• « On peut craindre que la crise ne renforce l’hégémonie d’Amazon sur le e-commerce », Philippe Moati
    https://www.lemonde.fr/idees/article/2020/04/20/on-peut-craindre-que-la-crise-ne-renforce-l-hegemonie-d-amazon-sur-le-e-comm

    L’économiste Philippe Moati propose, dans une tribune au « Monde », de contrer l’expansion d’Amazon en développant les plates-formes locales d’échanges apparues à l’occasion du confinement.

    Tribune. Le 15 avril, le tribunal judiciaire de Nanterre a ordonné à Amazon de circonscrire pour un mois son activité aux seuls 10 % de produits essentiels. Ce à quoi le leader du e-commerce a répondu par l’annonce de la fermeture de ses entrepôts pour au moins cinq jours, le temps de mener une évaluation des risques sanitaires potentiellement encourus par son personnel.

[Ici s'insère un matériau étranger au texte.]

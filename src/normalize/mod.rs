//! Flattening of raw rows into a uniform set of string columns.

use crate::datamodel::{NormalizedRow, RawRow};
use std::collections::HashMap;

pub mod flatten;
pub mod keys;

pub use flatten::flatten;
pub use keys::normalize_key;

/// Flattens every row, then re-emits each one with the union of all columns.
///
/// Columns keep their first-seen order across the sample and absent cells are
/// backfilled with an empty string, so every output row has the same columns.
pub fn normalize_rows(rows: &[RawRow]) -> Vec<NormalizedRow> {
    let flattened = rows.iter().map(flatten).collect::<Vec<_>>();

    let mut columns: Vec<&str> = Vec::new();
    let mut positions: HashMap<&str, usize> = HashMap::new();
    for row in &flattened {
        for column in row.columns() {
            positions.entry(column).or_insert_with(|| {
                columns.push(column);
                columns.len() - 1
            });
        }
    }

    flattened
        .iter()
        .map(|row| {
            let mut values = vec![""; columns.len()];
            for (column, value) in row.iter() {
                if let Some(&position) = positions.get(column) {
                    values[position] = value;
                }
            }
            NormalizedRow::from_unique_cells(
                columns
                    .iter()
                    .zip(values)
                    .map(|(column, value)| (column.to_string(), value.to_string()))
                    .collect(),
            )
        })
        .collect()
}

/// Column names of a normalized sample, taken from its first row.
pub fn column_names(rows: &[NormalizedRow]) -> Vec<String> {
    rows.first()
        .map(|row| row.columns().map(str::to_string).collect())
        .unwrap_or_default()
}
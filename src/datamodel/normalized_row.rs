use serde::ser::{Serialize, SerializeMap, Serializer};

/// A flat row of string values keyed by normalized column name.
///
/// Column order is preserved and serialized as-is, so tabular renderings
/// show columns in the order they were first seen.
#[derive(Debug, Clone, Default, PartialEq, Eq)]
pub struct NormalizedRow {
    cells: Vec<(String, String)>,
}

impl NormalizedRow {
    pub fn new() -> Self {
        Self::default()
    }

    pub fn with_capacity(capacity: usize) -> Self {
        Self {
            cells: Vec::with_capacity(capacity),
        }
    }

    /// Row from cells whose columns are already distinct, skipping the lookup `insert` does.
    pub(crate) fn from_unique_cells(cells: Vec<(String, String)>) -> Self {
        Self { cells }
    }

    /// Sets a cell. An existing column keeps its position.
    pub fn insert(&mut self, column: impl Into<String>, value: impl Into<String>) {
        let column = column.into();
        let value = value.into();
        match self.cells.iter_mut().find(|(c, _)| *c == column) {
            Some((_, existing)) => *existing = value,
            None => self.cells.push((column, value)),
        }
    }

    pub fn get(&self, column: &str) -> Option<&str> {
        self.cells
            .iter()
            .find(|(c, _)| c == column)
            .map(|(_, value)| value.as_str())
    }

    pub fn contains_column(&self, column: &str) -> bool {
        self.cells.iter().any(|(c, _)| c == column)
    }

    pub fn columns(&self) -> impl Iterator<Item = &str> {
        self.cells.iter().map(|(c, _)| c.as_str())
    }

    pub fn iter(&self) -> impl Iterator<Item = (&str, &str)> {
        self.cells.iter().map(|(c, v)| (c.as_str(), v.as_str()))
    }

    pub fn len(&self) -> usize {
        self.cells.len()
    }

    pub fn is_empty(&self) -> bool {
        self.cells.is_empty()
    }
}

impl<K: Into<String>, V: Into<String>> FromIterator<(K, V)> for NormalizedRow {
    fn from_iter<T: IntoIterator<Item = (K, V)>>(iter: T) -> Self {
        let mut row = NormalizedRow::new();
        for (column, value) in iter {
            row.insert(column, value);
        }
        row
    }
}

impl Serialize for NormalizedRow {
    fn serialize<S: Serializer>(&self, serializer: S) -> Result<S::Ok, S::Error> {
        let mut map = serializer.serialize_map(Some(self.cells.len()))?;
        for (column, value) in &self.cells {
            map.serialize_entry(column, value)?;
        }
        map.end()
    }
}

#[cfg(test)]
mod tests {
    use super::*;

    #[test]
    fn test_serialization_keeps_order() {
        let row: NormalizedRow = [("Zona", "Norte"), ("Año", "2023"), ("Valor", "1,5")]
            .into_iter()
            .collect();
        let json = serde_json::to_string(&row).unwrap();
        assert_eq!(json, r#"{"Zona":"Norte","Año":"2023","Valor":"1,5"}"#);
    }

    #[test]
    fn test_insert_overwrites_in_place() {
        let mut row = NormalizedRow::new();
        row.insert("A", "1");
        row.insert("B", "2");
        row.insert("A", "3");
        assert_eq!(row.columns().collect::<Vec<_>>(), vec!["A", "B"]);
        assert_eq!(row.get("A"), Some("3"));
        assert!(row.contains_column("B"));
        assert!(!row.contains_column("C"));
    }
}
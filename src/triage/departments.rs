//! Static department routing table
//!
//! Loaded once, never mutated at runtime. Keyword phrases are stored
//! lowercase; the classifier matches normalized tokens against the
//! concatenation of a department's phrases. Routing messages carry the
//! department-specific links: they are part of the reply payload,
//! rendered directly by the client.

/// One hospital department and the symptom vocabulary that routes to it.
#[derive(Debug, PartialEq, Eq)]
pub struct DepartmentProfile {
    pub name: &'static str,
    pub keywords: &'static [&'static str],
    pub info_html: &'static str,
}

impl DepartmentProfile {
    /// Concatenated keyword text the classifier substring-matches against.
    pub fn keyword_text(&self) -> String {
        self.keywords.join(" ")
    }
}

/// All departments, in fixed priority order: score ties resolve to the
/// earliest entry.
pub const DEPARTMENTS: &[DepartmentProfile] = &[
    DepartmentProfile {
        name: "Medicine",
        keywords: &["fever", "cough", "body aches", "nausea", "vomiting", "diarrhea"],
        info_html: "For information on general medical conditions, visit: <a href='https://www.cmch-vellore.edu/DeptContent.aspx?dept=370'>Medicine Department</a>",
    },
    DepartmentProfile {
        name: "Child Health",
        keywords: &["fever", "cough", "earache", "diarrhea", "vomiting", "rash"],
        info_html: "For concerns related to children's health, visit: <a href='https://www.cmch-vellore.edu/DeptContent.aspx?dept=074'>Child Health Department</a>",
    },
    DepartmentProfile {
        name: "Haematology",
        keywords: &["fatigue", "pale skin", "easy bruising", "bleeding", "frequent infections"],
        info_html: "Visit a hematologist for evaluation. Find one near you: <a href='https://www.cmch-vellore.edu/DeptContent.aspx?dept=017'>Haematology Department</a>",
    },
    DepartmentProfile {
        name: "Cardiology",
        keywords: &["chest pain", "shortness of breath", "palpitations", "fatigue", "sweating"],
        info_html: "Visit a cardiologist for evaluation. Find one near you: <a href='https://www.cmch-vellore.edu/DeptContent.aspx?dept=113'>Cardiology Department</a>",
    },
    DepartmentProfile {
        name: "ENT",
        keywords: &["earache", "sore throat", "sinus congestion", "runny nose", "loss of voice"],
        info_html: "Visit an otolaryngologist (ENT) for evaluation. Find one near you: <a href='https://www.cmch-vellore.edu/DeptContent.aspx?dept=013'>ENT Services</a>",
    },
    DepartmentProfile {
        name: "Gastrology",
        keywords: &[
            "gas and acidity", "indigestion", "hard stool", "vomiting", "belching", "hiccups",
            "bloating", "flatulence", "mucoid stool", "worm stool", "loose stool",
            "frequency dysentery", "abdomen pain", "ruq", "luq", "rlq", "llq",
            "blood mixed stool", "constipation",
        ],
        info_html: "Visit an Gastroenterologist for evaluation. Find one near you: <a href='https://www.cmch-vellore.edu/DeptContent.aspx?dept=121'>Gastroenterology Department</a>",
    },
    DepartmentProfile {
        name: "Oncology",
        keywords: &[
            "bladder cancer", "breast cancer", "colorectal cancer", "kidney cancer",
            "lung cancer non small cell", "lymphoma non hodgkin", "melanoma", "myeloma",
            "oral and oropharyngeal cancer", "pancreatic cancer", "prostate cancer",
            "thyroid cancer", "uterine cancer",
        ],
        info_html: "Visit an Oncologist for evaluation. Find one near you:<a href='https://www.cmch-vellore.edu/Departments.aspx?depttype=ALL'>Oncology Department</a>",
    },
    DepartmentProfile {
        name: "Nephrology",
        keywords: &[
            "facial puffiness", "bilateral pedel edema", "dryness oral and skin", "hair fall",
            "pallor", "breathing difficulty", "loss of appetite", "bad smell",
        ],
        info_html: "Visit an Nephrologist for evaluation. Find one near you:<a href='https://www.cmch-vellore.edu/DeptContent.aspx?dept=102'>Nephrology Department</a>",
    },
    DepartmentProfile {
        name: "Neurology",
        keywords: &[
            "severe head ache", "recurrent seizure", "giddiness", "unclean speech", "memory loss",
            "weakness of right limb", "weakness of left upperlimb",
            "weakness of both upper limb and lower limb",
            "involuntary movement of upperlimbs and lower limbs", "imbalance while walking",
            "chronic head ache", "learning disorder", "wasting of muscles",
            "tremors of upper limb and lower limb",
        ],
        info_html: "Visit an Neurologist for evaluation. Find one near you: <a href='https://www.cmch-vellore.edu/DeptContent.aspx?dept=893'>Neurology Department</a>",
    },
    DepartmentProfile {
        name: "Urology",
        keywords: &[
            "cancers in kidney", "urinary bladder", "testes", "penis or prostate",
            "other prostate problems", "urinary infection", "urine leakage", "hematuria",
            "blood in urine", "sexual dysfunction", "kidney stones", "urinary tb",
            "blockage in urine pipes",
        ],
        info_html: "Visit an Urologist for evaluation. Find one near you: <a href='https://www.cmch-vellore.edu/DeptContent.aspx?dept=090'>Urology Department</a>",
    },
];

/// Department minors are routed to, regardless of symptoms.
pub fn pediatric() -> &'static DepartmentProfile {
    &DEPARTMENTS[1]
}

/// Appointment-booking link appended to every department recommendation.
pub const BOOKING_HTML: &str = "<br/><br/>If you have to book appointment online, you may visit this webpage <a href='https://clin.cmcvellore.ac.in/webapt/CMC/Login'>CMC Appointment Booking</a>.";

/// Closing line appended to every department recommendation.
pub const CLOSING_HTML: &str = "<br/><br/>Thank you for visiting our CMC!";

#[cfg(test)]
mod tests {
    use super::*;

    #[test]
    fn pediatric_is_child_health() {
        assert_eq!(pediatric().name, "Child Health");
    }

    #[test]
    fn keywords_are_lowercase() {
        for dept in DEPARTMENTS {
            for keyword in dept.keywords {
                assert_eq!(
                    *keyword,
                    keyword.to_lowercase(),
                    "keyword {keyword:?} in {} is not lowercase",
                    dept.name
                );
            }
        }
    }

    #[test]
    fn every_department_has_a_link() {
        for dept in DEPARTMENTS {
            assert!(dept.info_html.contains("<a href="), "{} has no link", dept.name);
        }
    }
}
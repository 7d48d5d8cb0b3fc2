//! Intake dialog state types

use serde::{Deserialize, Serialize};

/// Visitor sex, collected on the second dialog step.
#[derive(Debug, Clone, Copy, PartialEq, Eq, Serialize, Deserialize)]
#[serde(rename_all = "snake_case")]
pub enum Sex {
    Male,
    Female,
}

/// Dialog stage for one visitor.
///
/// Each variant carries the fields collected up to that point, so a
/// stage past a collection step always has that field. There is no
/// "awaiting symptoms without an age" state to mishandle.
#[derive(Debug, Clone, Copy, PartialEq, Eq, Serialize, Deserialize, Default)]
#[serde(tag = "type", rename_all = "snake_case")]
pub enum Stage {
    /// First contact: asking whether the visitor is a student, job
    /// seeker, or patient.
    #[default]
    Initial,

    /// Patient confirmed; waiting for sex.
    AwaitingSex,

    /// Waiting for age.
    AwaitingAge { sex: Sex },

    /// Waiting for the symptom description.
    AwaitingSymptoms { sex: Sex, age: u32 },

    /// Intake finished; a recommendation has been delivered.
    Done { sex: Sex, age: u32 },
}

impl Stage {
    /// Check if the dialog has finished.
    pub fn is_terminal(self) -> bool {
        matches!(self, Stage::Done { .. })
    }

    /// Stage name for logs.
    pub fn name(self) -> &'static str {
        match self {
            Stage::Initial => "initial",
            Stage::AwaitingSex => "awaiting_sex",
            Stage::AwaitingAge { .. } => "awaiting_age",
            Stage::AwaitingSymptoms { .. } => "awaiting_symptoms",
            Stage::Done { .. } => "done",
        }
    }
}

#[cfg(test)]
mod tests {
    use super::*;
    use serde_json::json;

    #[test]
    fn stages_serialize_with_type_tag() {
        assert_eq!(
            serde_json::to_value(Stage::AwaitingSex).unwrap(),
            json!({ "type": "awaiting_sex" })
        );
        assert_eq!(
            serde_json::to_value(Stage::AwaitingAge { sex: Sex::Female }).unwrap(),
            json!({ "type": "awaiting_age", "sex": "female" })
        );
        assert_eq!(
            serde_json::to_value(Stage::Done { sex: Sex::Male, age: 42 }).unwrap(),
            json!({ "type": "done", "sex": "male", "age": 42 })
        );
    }

    #[test]
    fn only_done_is_terminal() {
        assert!(Stage::Done { sex: Sex::Male, age: 20 }.is_terminal());
        assert!(!Stage::Initial.is_terminal());
        assert!(!Stage::AwaitingSymptoms { sex: Sex::Female, age: 20 }.is_terminal());
    }
}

    L’entreprise a par ailleurs fait part de sa décision de faire appel de la décision du tribunal. Cet épisode nourrit le « Amazon bashing » que l’on voyait monter déjà depuis plusieurs mois. Sera-t-il en mesure d’entraver la dynamique de croissance du géant américain et de remettre en question sa position dominante sur le marché du e-commerce ? Rien n’est moins sûr.

    On le sait déjà, les plates-formes numériques seront les grandes gagnantes de la crise que nous traversons, et le risque est grand que le mécanisme qui fait que le succès appelle le succès – ce que les économistes appellent les effets réseaux – ne conduise à conforter encore la domination des leaders. Alors que les commerces non-alimentaires ont baissé le rideau, le e-commerce est devenu le seul moyen de se procurer ce qui va au-delà des produits du quotidien.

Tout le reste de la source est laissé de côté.